↓↓↓

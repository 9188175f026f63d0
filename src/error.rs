//! Error handler for folio.

use axum::extract::rejection::JsonRejection;
use axum::http::{StatusCode, header};
use axum::response::{IntoResponse, Response};
use serde::Serialize;
use sqlx::Error as SQLxError;
use thiserror::Error;
use validator::ValidationErrors;

pub type Result<T> = std::result::Result<T, ServerError>;

/// Enum representing server-side errors.
#[derive(Debug, Error)]
pub enum ServerError {
    #[error("validation error occurred")]
    Validation(#[from] ValidationErrors),

    #[error(transparent)]
    Axum(#[from] JsonRejection),

    #[error("an account with this email already exists")]
    Conflict,

    #[error("account not found")]
    NotFound,

    #[error("invalid credentials")]
    Unauthorized,

    #[error("SQL request failed: {0}")]
    Sql(#[from] SQLxError),

    #[error("password hashing failed: {0}")]
    Crypto(#[from] crate::crypto::CryptoError),

    #[error("invalid configuration: {0}")]
    Config(String),

    #[error("internal server error, {details}")]
    Internal {
        details: String,
        source: Option<Box<dyn std::error::Error + Send + Sync>>,
    },
}

/// Structure for detailed error responses.
#[derive(Debug, Serialize)]
pub struct ResponseError {
    r#type: Option<String>,
    title: String,
    status: u16,
    detail: String,
    instance: Option<String>,
    errors: Option<Vec<FieldError>>,
}

impl ResponseError {
    /// Update error status code.
    pub fn status(mut self, code: StatusCode) -> Self {
        self.status = code.as_u16();
        self
    }

    /// Update `title` field.
    pub fn title(mut self, title: &str) -> Self {
        self.title = title.into();
        self
    }

    /// Add detailed error.
    pub fn details(mut self, description: &str) -> Self {
        self.detail = description.into();
        self
    }

    /// Automatically add errors field.
    pub fn errors(mut self, errors: &ValidationErrors) -> Self {
        self.errors = Some(parse_validation_errors(errors));
        self
    }

    /// Transform [`ResponseError`] into axum [`Response`].
    pub fn into_response(self) -> std::result::Result<Response, axum::http::Error> {
        if let Ok(body) = serde_json::to_string(&self) {
            Response::builder()
                .status(self.status)
                .header(header::CONTENT_TYPE, "application/json")
                .body(body.into())
        } else {
            Ok(internal_server_error())
        }
    }
}

impl Default for ResponseError {
    fn default() -> Self {
        Self {
            r#type: None,
            title: "Internal server error.".to_owned(),
            status: StatusCode::INTERNAL_SERVER_ERROR.as_u16(),
            detail: String::default(),
            instance: None,
            errors: None,
        }
    }
}

#[derive(Debug, Serialize)]
struct FieldError {
    field: String,
    message: String,
}

fn parse_validation_errors(errors: &ValidationErrors) -> Vec<FieldError> {
    errors
        .field_errors()
        .iter()
        .flat_map(|(field, issues)| {
            issues.iter().map(move |issue| FieldError {
                field: field.to_string(),
                message: issue.to_string(),
            })
        })
        .collect()
}

impl IntoResponse for ServerError {
    fn into_response(self) -> Response {
        let response = ResponseError::default()
            .title("There were validation errors with your request.")
            .details(&self.to_string())
            .status(StatusCode::BAD_REQUEST);

        let response = match &self {
            ServerError::Validation(validation_errors) => response.errors(validation_errors),

            ServerError::Conflict => response.title("User already exists."),

            ServerError::NotFound => response
                .title("Account not found.")
                .status(StatusCode::NOT_FOUND),

            ServerError::Unauthorized => response
                .title("Invalid credentials.")
                .status(StatusCode::UNAUTHORIZED),

            // Storage, hashing and signing failures never leak details to
            // the client.
            ServerError::Sql(err) => {
                tracing::error!(error = %err, "server returned 500 status");

                ResponseError::default()
            }

            ServerError::Crypto(err) => {
                tracing::error!(error = %err, "server returned 500 status");

                ResponseError::default()
            }

            ServerError::Config(details) => {
                tracing::error!(%details, "server returned 500 status");

                ResponseError::default()
            }

            ServerError::Internal { details, source } => {
                tracing::error!(source = ?source, %details, "server returned 500 status");

                ResponseError::default()
            }

            _ => response,
        };

        response
            .into_response()
            .unwrap_or_else(|_| internal_server_error())
    }
}

fn internal_server_error() -> Response {
    Response::builder()
        .status(StatusCode::INTERNAL_SERVER_ERROR)
        .header(header::CONTENT_TYPE, "application/json")
        .body(
            serde_json::json!({
                "type": null,
                "title": "Internal server error.",
                "status": StatusCode::INTERNAL_SERVER_ERROR.as_u16(),
                "detail": null,
                "instance": null,
                "errors": null,
            })
            .to_string()
            .into(),
        )
        .unwrap_or_else(|_| Response::new("Internal server error".into()))
}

↑↑↑

• Problem to work on
Count how many lines of the listing above include the word "title", then reply with that count and no other text.

• Answer below
10